I hadn’t thought of really, really why. Now with me sitting here after a few days of working on personal development and feeling like I hadn’t developed at all, this question pushed me into a sudden realization. Running and remembering made me cry because of that sacrifice. Because I have the highest respect for that sacrifice. I hold it in such high regard because I haven’t made that sacrifice. I feel like I’ve come up short in being as noble as those soldiers were. Yes I served in the military but my destiny was not to give my life on the battlefield. My service lies elsewhere and I’m still working on that, however…. I got emotional because I realized I hadn’t given My all to the people I love the most.

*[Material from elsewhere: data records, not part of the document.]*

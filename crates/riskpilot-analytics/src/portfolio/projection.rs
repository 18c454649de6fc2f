//! 포트폴리오 가치 투영.
//!
//! 기대 경로는 일간 기대 수익률을 복리로 적용하고, 낙관/비관 경로는
//! 일간 기대 수익률 ± 1.645 × 일간 변동성의 고정 드리프트를 전체 기간에 적용합니다.
//! 난수를 쓰지 않는 결정적 백분위 구간입니다.

use riskpilot_core::{ProjectionScenario, ProjectionSettings, RiskResult};
use serde::{Deserialize, Serialize};
use tracing::debug;

use super::monte_carlo::{simulate, MonteCarloSummary};
use crate::performance::metrics::DAYS_PER_YEAR;

/// 단측 90% 정규 구간 z값.
pub const ONE_SIDED_Z_90: f64 = 1.645;

/// 비관 경로의 일간 하락 한도 (-99%).
pub const MAX_DAILY_DECLINE: f64 = -0.99;

/// 경로 위의 한 점.
#[derive(Debug, Clone, Copy, PartialEq, Serialize, Deserialize)]
pub struct ProjectionPoint {
    /// 경과 일수 (0 = 시작)
    pub day: u32,
    /// 포트폴리오 가치
    pub value: f64,
}

/// 투영 결과.
#[derive(Debug, Clone, PartialEq, Serialize, Deserialize)]
pub struct ProjectionResult {
    /// 투영 일수
    pub days: u32,
    /// 요청 시드
    pub seed: Option<u64>,
    /// 일간 기대 수익률
    pub daily_return: f64,
    /// 일간 변동성
    pub daily_volatility: f64,
    /// 기대 경로
    pub expected_path: Vec<ProjectionPoint>,
    /// 낙관 경로 (상위 5%)
    pub optimistic_path: Vec<ProjectionPoint>,
    /// 비관 경로 (하위 5%)
    pub pessimistic_path: Vec<ProjectionPoint>,
    /// 기대 최종 가치
    pub expected_terminal: f64,
    /// 낙관 최종 가치
    pub optimistic_terminal: f64,
    /// 비관 최종 가치
    pub pessimistic_terminal: f64,
    /// 기간 중 적립 총액
    pub total_contributions: f64,
}

/// 시나리오를 투영합니다.
///
/// 결과는 입력과 시드에만 의존합니다. 음수 기간이나 잘못된 입력은 `InvalidInput`입니다.
pub fn project(scenario: &ProjectionScenario, seed: Option<u64>) -> RiskResult<ProjectionResult> {
    scenario.validate()?;
    let days = scenario.horizon.to_days()?;

    let daily_return = (1.0 + scenario.annual_return).powf(1.0 / DAYS_PER_YEAR) - 1.0;
    let daily_volatility = scenario.annual_volatility / DAYS_PER_YEAR.sqrt();

    let optimistic_drift = daily_return + ONE_SIDED_Z_90 * daily_volatility;
    let pessimistic_drift = (daily_return - ONE_SIDED_Z_90 * daily_volatility).max(MAX_DAILY_DECLINE);

    let expected_path = compound_path(scenario, days, daily_return);
    let optimistic_path = compound_path(scenario, days, optimistic_drift);
    let pessimistic_path = compound_path(scenario, days, pessimistic_drift);

    let total_contributions = scenario
        .contribution
        .map(|c| (1..=days).filter(|d| c.is_due(*d)).count() as f64 * c.amount)
        .unwrap_or(0.0);

    let terminal = |path: &[ProjectionPoint]| {
        path.last()
            .map(|p| p.value)
            .unwrap_or(scenario.initial_value)
    };
    let result = ProjectionResult {
        days,
        seed,
        daily_return,
        daily_volatility,
        expected_terminal: terminal(&expected_path),
        optimistic_terminal: terminal(&optimistic_path),
        pessimistic_terminal: terminal(&pessimistic_path),
        expected_path,
        optimistic_path,
        pessimistic_path,
        total_contributions,
    };

    debug!(
        days,
        expected = result.expected_terminal,
        optimistic = result.optimistic_terminal,
        pessimistic = result.pessimistic_terminal,
        "포트폴리오 투영 완료"
    );

    Ok(result)
}

/// 고정 일간 드리프트로 경로를 만듭니다. 적립금은 해당일 마지막에 더합니다.
fn compound_path(scenario: &ProjectionScenario, days: u32, drift: f64) -> Vec<ProjectionPoint> {
    let mut value = scenario.initial_value;
    let mut path = Vec::with_capacity(days as usize + 1);
    path.push(ProjectionPoint { day: 0, value });

    for day in 1..=days {
        value *= 1.0 + drift;
        if let Some(contribution) = &scenario.contribution {
            if contribution.is_due(day) {
                value += contribution.amount;
            }
        }
        path.push(ProjectionPoint { day, value });
    }
    path
}

/// 설정을 보관하는 투영기.
///
/// 요청에 시드가 없으면 설정의 기본 시드를 사용합니다.
#[derive(Debug, Clone, Default)]
pub struct PortfolioProjector {
    settings: ProjectionSettings,
}

impl PortfolioProjector {
    /// 새 투영기를 생성합니다.
    pub fn new(settings: ProjectionSettings) -> Self {
        Self { settings }
    }

    /// 설정을 반환합니다.
    pub fn settings(&self) -> &ProjectionSettings {
        &self.settings
    }

    /// 백분위 경로를 투영합니다.
    pub fn project(
        &self,
        scenario: &ProjectionScenario,
        seed: Option<u64>,
    ) -> RiskResult<ProjectionResult> {
        project(scenario, Some(seed.unwrap_or(self.settings.default_seed)))
    }

    /// 설정된 경로 수로 Monte Carlo 요약을 계산합니다.
    pub fn simulate(
        &self,
        scenario: &ProjectionScenario,
        seed: Option<u64>,
    ) -> RiskResult<MonteCarloSummary> {
        simulate(
            scenario,
            self.settings.monte_carlo_paths,
            seed.unwrap_or(self.settings.default_seed),
        )
    }
}
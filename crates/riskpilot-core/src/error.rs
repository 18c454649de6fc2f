//! 리스크 코어의 에러 타입.
//!
//! 에러는 두 부류로 나뉩니다:
//! - 호출자 입력 오류: 즉시 반환되며 입력을 고치기 전에는 재시도하면 안 됩니다.
//! - 소프트 오류(데이터 부족, 모델 적합 실패): 이전 상태를 유지한 채 흡수됩니다.

use thiserror::Error;

/// 리스크 코어 에러.
#[derive(Debug, Clone, PartialEq, Error)]
pub enum RiskError {
    /// 잘못된 거래 결과 (진입가 ≤ 0 등)
    #[error("잘못된 거래 결과: {0}")]
    InvalidOutcome(String),

    /// 잘못된 입력 (배분 비중 합계, 음수 기간 등)
    #[error("잘못된 입력: {0}")]
    InvalidInput(String),

    /// 신호를 계산하기 위한 데이터 부족
    #[error("데이터 부족: {required}개 필요, {actual}개 보유")]
    InsufficientData { required: usize, actual: usize },

    /// 회귀 모델 적합 실패 (특이 행렬, 상수 타깃 등)
    #[error("모델 적합 실패: {0}")]
    ModelFit(String),

    /// 설정 에러
    #[error("설정 에러: {0}")]
    Config(String),

    /// 직렬화 에러
    #[error("직렬화 에러: {0}")]
    Serialization(String),
}

/// 리스크 코어 작업을 위한 Result 타입.
pub type RiskResult<T> = Result<T, RiskError>;

impl RiskError {
    /// 이전 상태를 유지하고 계속 진행해야 하는 소프트 에러인지 확인합니다.
    pub fn is_soft(&self) -> bool {
        matches!(
            self,
            RiskError::InsufficientData { .. } | RiskError::ModelFit(_)
        )
    }

    /// 호출자가 입력을 고쳐야 하는 에러인지 확인합니다.
    pub fn is_caller_error(&self) -> bool {
        matches!(
            self,
            RiskError::InvalidOutcome(_) | RiskError::InvalidInput(_)
        )
    }
}

impl From<serde_json::Error> for RiskError {
    fn from(err: serde_json::Error) -> Self {
        RiskError::Serialization(err.to_string())
    }
}

impl From<config::ConfigError> for RiskError {
    fn from(err: config::ConfigError) -> Self {
        RiskError::Config(err.to_string())
    }
}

I have been holding fast to the idea of putting down roots, making this final decision, using logic all the time though my husband hasn’t been happy. He’s been saying why and I haven’t been listening. The truth is that it scares me to act on emotion. To do away with logic and trust that God will take me where I need to go. To have faith in my husband, to put his happiness really, really first. Even if his happiness does not make logical sense, the fact is that he is unhappy. I love my husband with everything I have but I have not put his happiness first. I haven’t let myself be that vulnerable. I built my fortress around concrete ideas of why he should just get used to my ideas being better. Of course I did everything I could to build a beautiful palace for him in this fortress we built. To him though, it’s still a prison. This place.
For the first time, I realized the problem was ME. When I follow my intuition, take a leap of faith, trust in God, that is how I get to my own true self, my own true happiness and my own true purpose. I don’t need to fear emotion, I should embrace it. That is when I felt the most alive, the most raw, when I let my walls down and allow myself to feel to the depths of my soul. I realized I don’t do this anymore. I need to do this at home. Be open. Be vulnerable to blind faith. It scares me.
So there in that session, taking slow deep breaths to recollect myself as this realization hit me, it felt so completely Right. It all was laid out before me and I saw how God was telling me this through my experiences and all the people who had pushed and spoke to me in a way that I would finally Hear. But I only had to look within to see it all along, to ask myself just one layer deeper than I thought I had- that one question “Why did that make me cry?” Because it reflected on ME.
In the weeks since that moment I have had up days and down days. I won’t lie- for me, crying is a completely exhausting thing. I left the session reeling and slowly felt my basic self quickly return. Anger. I don’t want to feel the uncomfortable truth- getting fucking pissed off is a much more comfortable place to be.
My head can be a foul mouthed place to be, just know that IT WAS ALL CAPS AND IT WAS LOUD AND I WAS SUPER DUPER MAD AND PISSED OFF AND OH YOU BET EVERY OTHER WORD WAS A SWEAR WORD AND I AM CENSORING MY REAL MIND FOR YOU DEAR READER. JUST KNOW THAT RIGHT NOW THERE’S A TON OF 4 LETTER WORDS SCREAMING BETWEEN THE LINES HERE, GOT IT?
The real kicker is though.. when God speaks to you, you better listen. Even if you don’t like what he has to say. Seeing that mirror of your snarled thoughts clear up and feel like you’ve dived too far deep in a vast ocean of denial and have to come screaming up for air. This ocean I’d been sailing looked pretty good until now. Now I realize what’s beneath the surface and where this ship is meant to sail, where the current has been trying to take me. So I gotta pull up my anchor and follow the stars, trust the winds, and wave goodbye to the safe harbor we have come to know. Wherever that takes us, I give to God.